■ WORK INSTRUCTIONS ■
Say how many lines of the data contain "value", and nothing more.

+++ PROVIDED RECORDS +++

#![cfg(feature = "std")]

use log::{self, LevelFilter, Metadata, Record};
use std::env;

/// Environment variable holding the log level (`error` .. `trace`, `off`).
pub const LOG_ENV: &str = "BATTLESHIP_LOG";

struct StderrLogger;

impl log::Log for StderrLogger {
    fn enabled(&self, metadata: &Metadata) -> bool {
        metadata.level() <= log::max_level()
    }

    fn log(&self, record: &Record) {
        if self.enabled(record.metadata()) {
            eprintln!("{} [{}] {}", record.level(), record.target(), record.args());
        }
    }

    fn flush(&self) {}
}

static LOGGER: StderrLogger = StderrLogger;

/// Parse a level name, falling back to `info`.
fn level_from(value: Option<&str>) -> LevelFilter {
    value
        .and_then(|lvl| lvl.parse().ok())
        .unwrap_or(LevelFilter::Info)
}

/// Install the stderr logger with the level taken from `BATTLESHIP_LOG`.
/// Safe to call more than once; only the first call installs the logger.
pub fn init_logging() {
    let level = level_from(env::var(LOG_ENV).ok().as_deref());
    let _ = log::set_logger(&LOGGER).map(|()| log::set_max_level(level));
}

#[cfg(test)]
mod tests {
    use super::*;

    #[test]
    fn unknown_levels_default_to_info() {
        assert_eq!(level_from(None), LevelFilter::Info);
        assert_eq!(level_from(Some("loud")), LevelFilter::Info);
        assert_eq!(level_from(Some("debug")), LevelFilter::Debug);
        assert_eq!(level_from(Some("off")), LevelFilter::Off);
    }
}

+++
+++ PROVIDED RECORDS +++

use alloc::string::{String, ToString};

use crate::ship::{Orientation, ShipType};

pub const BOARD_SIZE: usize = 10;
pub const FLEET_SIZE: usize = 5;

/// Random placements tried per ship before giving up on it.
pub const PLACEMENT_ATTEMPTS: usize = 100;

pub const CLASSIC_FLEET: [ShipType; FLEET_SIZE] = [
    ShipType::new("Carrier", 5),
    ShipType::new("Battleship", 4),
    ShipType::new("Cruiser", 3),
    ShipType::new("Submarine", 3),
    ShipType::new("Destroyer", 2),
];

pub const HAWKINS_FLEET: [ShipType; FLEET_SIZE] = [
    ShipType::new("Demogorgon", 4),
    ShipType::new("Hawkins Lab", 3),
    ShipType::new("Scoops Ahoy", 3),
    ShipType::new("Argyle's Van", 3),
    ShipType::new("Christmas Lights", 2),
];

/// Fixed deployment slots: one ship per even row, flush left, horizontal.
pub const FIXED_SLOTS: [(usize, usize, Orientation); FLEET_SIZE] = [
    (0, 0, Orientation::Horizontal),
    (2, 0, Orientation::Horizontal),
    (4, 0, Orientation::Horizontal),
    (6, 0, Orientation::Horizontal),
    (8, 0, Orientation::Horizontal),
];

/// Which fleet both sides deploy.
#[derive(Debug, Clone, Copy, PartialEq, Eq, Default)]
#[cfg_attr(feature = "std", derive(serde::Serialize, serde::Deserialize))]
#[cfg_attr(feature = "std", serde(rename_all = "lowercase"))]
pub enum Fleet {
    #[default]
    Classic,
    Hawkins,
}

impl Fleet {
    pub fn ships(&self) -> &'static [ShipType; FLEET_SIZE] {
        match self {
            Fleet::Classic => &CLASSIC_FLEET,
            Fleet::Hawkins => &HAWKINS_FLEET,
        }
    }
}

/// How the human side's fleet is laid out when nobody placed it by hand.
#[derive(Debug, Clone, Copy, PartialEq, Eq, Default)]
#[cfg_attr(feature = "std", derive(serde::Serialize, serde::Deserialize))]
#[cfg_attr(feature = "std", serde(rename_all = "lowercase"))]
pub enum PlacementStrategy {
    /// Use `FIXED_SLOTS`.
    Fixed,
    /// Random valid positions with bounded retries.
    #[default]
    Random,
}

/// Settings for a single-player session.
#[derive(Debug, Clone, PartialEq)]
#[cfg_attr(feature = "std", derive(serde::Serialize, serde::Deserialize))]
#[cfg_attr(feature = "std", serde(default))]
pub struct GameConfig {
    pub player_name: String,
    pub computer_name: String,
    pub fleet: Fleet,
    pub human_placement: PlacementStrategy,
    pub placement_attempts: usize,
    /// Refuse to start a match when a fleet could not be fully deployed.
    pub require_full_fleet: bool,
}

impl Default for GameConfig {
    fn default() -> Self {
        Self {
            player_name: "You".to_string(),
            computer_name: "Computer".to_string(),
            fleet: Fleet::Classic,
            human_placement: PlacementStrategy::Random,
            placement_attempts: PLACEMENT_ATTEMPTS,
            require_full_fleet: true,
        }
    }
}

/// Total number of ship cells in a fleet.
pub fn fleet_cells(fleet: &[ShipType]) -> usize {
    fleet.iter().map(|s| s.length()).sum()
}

+++

■ REPLY TO THE TASK ■
2